First, the available indicators of well-being pertain mainly to socio-economic well-being. Other equally important aspects of well-being are not addressed.
The limitations of the CWB index were recently highlighted by the Office of the Auditor General (OAG) which indicated the index components are important components. However, the OAG also mentioned that a more complete portrait of community well-being would be to place the CWB within a broader dashboard of other important indicators such as health or language. For more information, see the report on socio-economic gaps on First Nations reserves.
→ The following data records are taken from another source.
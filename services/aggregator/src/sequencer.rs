//! Batch sequencer
//!
//! Groups the resolved deltas of one key partition into batches. A batch
//! opens on the first observed event and is sealed when it reaches
//! `max_batch_size` observed events or when its window has elapsed,
//! whichever comes first. Windows that saw no events are never sealed.
//!
//! Batch lifecycle:
//! ```text
//! OPEN -> SEALED -> APPLYING -> COMMITTED
//!                       |  ^
//!                       v  |
//!                     FAILED -> DEAD
//! ```

use std::collections::BTreeMap;
use std::time::Duration;

use chrono::{DateTime, Utc};
use serde::{Deserialize, Serialize};
use thiserror::Error;
use tokio::time::Instant;
use tracing::debug;
use types::aggregate::AggregateDelta;
use types::event::{Operation, SequenceToken};
use types::ids::BatchId;

#[derive(Debug, Clone, Copy, PartialEq, Eq, Hash, Serialize, Deserialize)]
#[serde(rename_all = "UPPERCASE")]
pub enum BatchState {
    /// Accepting deltas
    OPEN,
    /// Closed, waiting to be applied
    SEALED,
    /// Store application in progress
    APPLYING,
    /// Applied durably and checkpointed
    COMMITTED,
    /// Last attempt failed, waiting for backoff
    FAILED,
    /// Retries exhausted
    DEAD,
}

impl BatchState {
    pub fn can_transition_to(&self, next: BatchState) -> bool {
        use BatchState::*;
        matches!(
            (self, next),
            (OPEN, SEALED)
                | (SEALED, APPLYING)
                | (APPLYING, COMMITTED)
                | (APPLYING, FAILED)
                | (FAILED, APPLYING)
                | (FAILED, DEAD)
        )
    }

    pub fn is_terminal(&self) -> bool {
        matches!(self, BatchState::COMMITTED | BatchState::DEAD)
    }
}

#[derive(Debug, Clone, PartialEq, Eq, Error)]
pub enum SequencerError {
    #[error("illegal batch transition for batch {batch_id}: {from:?} -> {to:?}")]
    IllegalTransition {
        batch_id: BatchId,
        from: BatchState,
        to: BatchState,
    },
}

/// Counters carried by a batch into its processing log entry.
#[derive(Debug, Clone, Default, PartialEq, Eq, Serialize, Deserialize)]
pub struct BatchStats {
    pub inserts: u64,
    pub updates: u64,
    pub deletes: u64,
    pub rejected: u64,
    pub rejections_by_code: BTreeMap<String, u64>,
    pub reconciliation_gaps: u64,
    /// Events skipped because the checkpoint already covers them
    pub replayed_below_checkpoint: u64,
    pub deltas_applied: u64,
    pub deltas_skipped: u64,
}

impl BatchStats {
    fn count_operation(&mut self, operation: Operation) {
        match operation {
            Operation::INSERT => self.inserts += 1,
            Operation::UPDATE => self.updates += 1,
            Operation::DELETE => self.deletes += 1,
        }
    }

    pub fn accepted(&self) -> u64 {
        self.inserts + self.updates + self.deletes
    }
}

#[derive(Debug, Clone)]
pub struct Batch {
    pub id: BatchId,
    pub partition: u32,
    pub state: BatchState,
    pub deltas: Vec<AggregateDelta>,
    pub stats: BatchStats,
    /// Lowest and highest token observed, rejected events included
    pub first_token: Option<SequenceToken>,
    pub max_token: Option<SequenceToken>,
    /// Events observed, regardless of outcome
    pub event_count: usize,
    pub opened_at: DateTime<Utc>,
    pub sealed_at: Option<DateTime<Utc>>,
    pub attempts: u32,
    pub last_error: Option<String>,
    opened_instant: Instant,
}

impl Batch {
    fn open(id: BatchId, partition: u32, now: Instant) -> Self {
        Self {
            id,
            partition,
            state: BatchState::OPEN,
            deltas: Vec::new(),
            stats: BatchStats::default(),
            first_token: None,
            max_token: None,
            event_count: 0,
            opened_at: Utc::now(),
            sealed_at: None,
            attempts: 0,
            last_error: None,
            opened_instant: now,
        }
    }

    pub fn transition(&mut self, next: BatchState) -> Result<(), SequencerError> {
        if !self.state.can_transition_to(next) {
            return Err(SequencerError::IllegalTransition {
                batch_id: self.id,
                from: self.state,
                to: next,
            });
        }
        if next == BatchState::SEALED {
            self.sealed_at = Some(Utc::now());
        }
        if next == BatchState::APPLYING {
            self.attempts += 1;
        }
        self.state = next;
        Ok(())
    }

    fn observe_token(&mut self, token: Option<SequenceToken>) {
        self.event_count += 1;
        if let Some(token) = token {
            self.first_token = Some(self.first_token.map_or(token, |t| t.min(token)));
            self.max_token = Some(self.max_token.map_or(token, |t| t.max(token)));
        }
    }

    pub fn age(&self, now: Instant) -> Duration {
        now.saturating_duration_since(self.opened_instant)
    }
}

pub struct BatchSequencer {
    partition: u32,
    next_batch_id: BatchId,
    window: Duration,
    max_batch_size: usize,
    current: Option<Batch>,
}

impl BatchSequencer {
    /// `next_batch_id` is the id the first batch will carry.
    pub fn new(partition: u32, next_batch_id: BatchId, window: Duration, max_batch_size: usize) -> Self {
        Self {
            partition,
            next_batch_id,
            window,
            max_batch_size: max_batch_size.max(1),
            current: None,
        }
    }

    /// Add an accepted event's deltas.
    pub fn push_event(
        &mut self,
        operation: Operation,
        token: SequenceToken,
        deltas: Vec<AggregateDelta>,
        reconciliation_gap: bool,
        now: Instant,
    ) -> Option<Batch> {
        let batch = self.current_or_open(now);
        batch.observe_token(Some(token));
        batch.stats.count_operation(operation);
        if reconciliation_gap {
            batch.stats.reconciliation_gaps += 1;
        }
        batch.deltas.extend(deltas);
        self.seal_if_full()
    }

    /// Count a rejected event. Its token, if any, still moves the batch.
    pub fn push_rejection(&mut self, code: &str, token: Option<SequenceToken>, now: Instant) -> Option<Batch> {
        let batch = self.current_or_open(now);
        batch.observe_token(token);
        batch.stats.rejected += 1;
        *batch.stats.rejections_by_code.entry(code.to_string()).or_insert(0) += 1;
        self.seal_if_full()
    }

    /// Count an event already covered by the checkpoint.
    pub fn push_replayed(&mut self, token: SequenceToken, now: Instant) -> Option<Batch> {
        let batch = self.current_or_open(now);
        batch.observe_token(Some(token));
        batch.stats.replayed_below_checkpoint += 1;
        self.seal_if_full()
    }

    /// Raise the batch's max token without counting an event.
    pub fn push_watermark(&mut self, token: SequenceToken, now: Instant) {
        let batch = self.current_or_open(now);
        batch.max_token = Some(batch.max_token.map_or(token, |t| t.max(token)));
    }

    /// Seal the open batch if its window has elapsed.
    pub fn poll(&mut self, now: Instant) -> Option<Batch> {
        let expired = self
            .current
            .as_ref()
            .map_or(false, |batch| batch.age(now) >= self.window);
        if expired {
            self.seal()
        } else {
            None
        }
    }

    /// Seal the open batch unconditionally, if there is one.
    pub fn seal(&mut self) -> Option<Batch> {
        let mut batch = self.current.take()?;
        // OPEN -> SEALED is always legal
        batch.state = BatchState::SEALED;
        batch.sealed_at = Some(Utc::now());
        debug!(
            partition = self.partition,
            batch_id = batch.id.value(),
            events = batch.event_count,
            deltas = batch.deltas.len(),
            "Batch sealed"
        );
        Some(batch)
    }

    pub fn has_open_batch(&self) -> bool {
        self.current.is_some()
    }

    pub fn open_batch(&self) -> Option<&Batch> {
        self.current.as_ref()
    }

    pub fn next_batch_id(&self) -> BatchId {
        self.next_batch_id
    }

    fn current_or_open(&mut self, now: Instant) -> &mut Batch {
        let partition = self.partition;
        let next_batch_id = &mut self.next_batch_id;
        self.current.get_or_insert_with(|| {
            let id = *next_batch_id;
            *next_batch_id = id.next();
            Batch::open(id, partition, now)
        })
    }

    fn seal_if_full(&mut self) -> Option<Batch> {
        let full = self
            .current
            .as_ref()
            .map_or(false, |batch| batch.event_count >= self.max_batch_size);
        if full {
            self.seal()
        } else {
            None
        }
    }
}

#[cfg(test)]
mod tests {
    use super::*;
    use rust_decimal::Decimal;
    use types::aggregate::{AggregateKey, TimeBucket};
    use types::event::TransactionStatus;
    use types::ids::{MerchantId, TransactionId};

    fn delta(offset: u64) -> AggregateDelta {
        AggregateDelta::contribution(
            AggregateKey::new(MerchantId::new("m1"), TimeBucket::from_start_secs(0)),
            SequenceToken::new(1, offset),
            TransactionId::new(format!("t{}", offset)),
            1,
            Decimal::from(10),
            TransactionStatus::SUCCESS,
        )
    }

    fn sequencer(window_secs: u64, max: usize) -> BatchSequencer {
        BatchSequencer::new(0, BatchId::new(1), Duration::from_secs(window_secs), max)
    }

    #[test]
    fn test_state_machine_transitions() {
        use BatchState::*;
        assert!(OPEN.can_transition_to(SEALED));
        assert!(SEALED.can_transition_to(APPLYING));
        assert!(APPLYING.can_transition_to(COMMITTED));
        assert!(APPLYING.can_transition_to(FAILED));
        assert!(FAILED.can_transition_to(APPLYING));
        assert!(FAILED.can_transition_to(DEAD));

        assert!(!OPEN.can_transition_to(APPLYING));
        assert!(!SEALED.can_transition_to(COMMITTED));
        assert!(!COMMITTED.can_transition_to(APPLYING));
        assert!(!DEAD.can_transition_to(APPLYING));
        assert!(!APPLYING.can_transition_to(DEAD));
        assert!(COMMITTED.is_terminal() && DEAD.is_terminal());
    }

    #[test]
    fn test_illegal_transition_is_typed_error() {
        let mut seq = sequencer(30, 10);
        let now = Instant::now();
        seq.push_event(Operation::INSERT, SequenceToken::new(1, 1), vec![delta(1)], false, now);
        let mut batch = seq.seal().unwrap();

        match batch.transition(BatchState::COMMITTED) {
            Err(SequencerError::IllegalTransition { from, to, .. }) => {
                assert_eq!(from, BatchState::SEALED);
                assert_eq!(to, BatchState::COMMITTED);
            }
            other => panic!("Expected illegal transition, got {:?}", other),
        }
        batch.transition(BatchState::APPLYING).unwrap();
        assert_eq!(batch.attempts, 1);
        batch.transition(BatchState::FAILED).unwrap();
        batch.transition(BatchState::APPLYING).unwrap();
        assert_eq!(batch.attempts, 2);
        batch.transition(BatchState::COMMITTED).unwrap();
    }

    #[test]
    fn test_size_trigger_seals() {
        let mut seq = sequencer(30, 3);
        let now = Instant::now();
        assert!(seq.push_event(Operation::INSERT, SequenceToken::new(1, 1), vec![delta(1)], false, now).is_none());
        assert!(seq.push_rejection("missing_status", None, now).is_none());
        let batch = seq
            .push_event(Operation::DELETE, SequenceToken::new(1, 3), vec![delta(3)], false, now)
            .expect("third event reaches max_batch_size");

        assert_eq!(batch.state, BatchState::SEALED);
        assert_eq!(batch.id, BatchId::new(1));
        assert_eq!(batch.event_count, 3);
        assert_eq!(batch.deltas.len(), 2);
        assert_eq!(batch.stats.inserts, 1);
        assert_eq!(batch.stats.deletes, 1);
        assert_eq!(batch.stats.rejected, 1);
        assert!(!seq.has_open_batch());
        assert_eq!(seq.next_batch_id(), BatchId::new(2));
    }

    #[test]
    fn test_window_trigger_seals() {
        let mut seq = sequencer(30, 100);
        let start = Instant::now();
        seq.push_event(Operation::INSERT, SequenceToken::new(1, 1), vec![delta(1)], false, start);

        assert!(seq.poll(start + Duration::from_secs(29)).is_none());
        let batch = seq.poll(start + Duration::from_secs(30)).unwrap();
        assert_eq!(batch.event_count, 1);
    }

    #[test]
    fn test_empty_window_not_sealed() {
        let mut seq = sequencer(1, 100);
        let start = Instant::now();
        assert!(seq.poll(start + Duration::from_secs(60)).is_none());
        assert!(seq.seal().is_none());
        assert_eq!(seq.next_batch_id(), BatchId::new(1));
    }

    #[test]
    fn test_batch_ids_are_monotonic() {
        let mut seq = BatchSequencer::new(2, BatchId::new(41), Duration::from_secs(30), 1);
        let now = Instant::now();
        let a = seq.push_replayed(SequenceToken::new(1, 1), now).unwrap();
        let b = seq.push_replayed(SequenceToken::new(1, 2), now).unwrap();
        assert_eq!(a.id, BatchId::new(41));
        assert_eq!(b.id, BatchId::new(42));
        assert_eq!(b.partition, 2);
    }

    #[test]
    fn test_max_token_includes_rejections_and_replays() {
        let mut seq = sequencer(30, 100);
        let now = Instant::now();
        seq.push_replayed(SequenceToken::new(1, 2), now);
        seq.push_event(Operation::INSERT, SequenceToken::new(1, 5), vec![delta(5)], true, now);
        seq.push_rejection("invalid_operation", Some(SequenceToken::new(1, 9)), now);
        seq.push_rejection("missing_sequence_token", None, now);

        let batch = seq.seal().unwrap();
        assert_eq!(batch.first_token, Some(SequenceToken::new(1, 2)));
        assert_eq!(batch.max_token, Some(SequenceToken::new(1, 9)));
        assert_eq!(batch.stats.replayed_below_checkpoint, 1);
        assert_eq!(batch.stats.reconciliation_gaps, 1);
        assert_eq!(batch.stats.rejections_by_code["invalid_operation"], 1);
        assert_eq!(batch.stats.rejections_by_code["missing_sequence_token"], 1);
        assert_eq!(batch.event_count, 4);
    }

    #[test]
    fn test_watermark_moves_max_token_only() {
        let mut seq = sequencer(30, 100);
        let now = Instant::now();
        seq.push_event(Operation::INSERT, SequenceToken::new(1, 5), vec![delta(5)], false, now);
        seq.push_watermark(SequenceToken::new(1, 3), now);
        assert_eq!(seq.open_batch().unwrap().max_token, Some(SequenceToken::new(1, 5)));
        seq.push_watermark(SequenceToken::new(1, 8), now);

        let batch = seq.seal().unwrap();
        assert_eq!(batch.max_token, Some(SequenceToken::new(1, 8)));
        assert_eq!(batch.first_token, Some(SequenceToken::new(1, 5)));
        assert_eq!(batch.event_count, 1);

        // On its own it still opens a batch
        seq.push_watermark(SequenceToken::new(1, 9), now);
        let idle = seq.seal().unwrap();
        assert_eq!(idle.event_count, 0);
        assert!(idle.deltas.is_empty());
        assert_eq!(idle.max_token, Some(SequenceToken::new(1, 9)));
    }
}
Numerous attempts to quantify well-being have been made and many composite indicators like the CWB have been developed. Although none of these measures can fulfill the research needs for which the CWB was designed, they highlight the variety of factors that may be regarded as establishing well-being. Physical and emotional health, cultural continuity and environmental conservation are 3 commonly employed aspects of well-being that are excluded from the CWB index.
Descriptions and reviews of some recent and ongoing efforts to measure well-being are available from the United Nations Development Program and the Canadian Index of Well-Being. Sharpe (1999) (PDF) and Cooke (2005) (PDF) may also provide insight into various well-being metrics.
Second, the indicators used in the CWB may not fully capture the economic realities of some First Nations and Inuit communities. For example, many are still heavily involved in traditional economic pursuits. Such pursuits, despite contributing to material well-being, may not be reflected in the monetary income or paid employment captured by the CWB index.
Third, CWB scores represent the experiences of everyone in a given community and there are many Indigenous communities that have non-Indigenous residents. The presence of non-Indigenous residents in First Nations and Inuit communities may influence overall CWB scores at the community and regional levels.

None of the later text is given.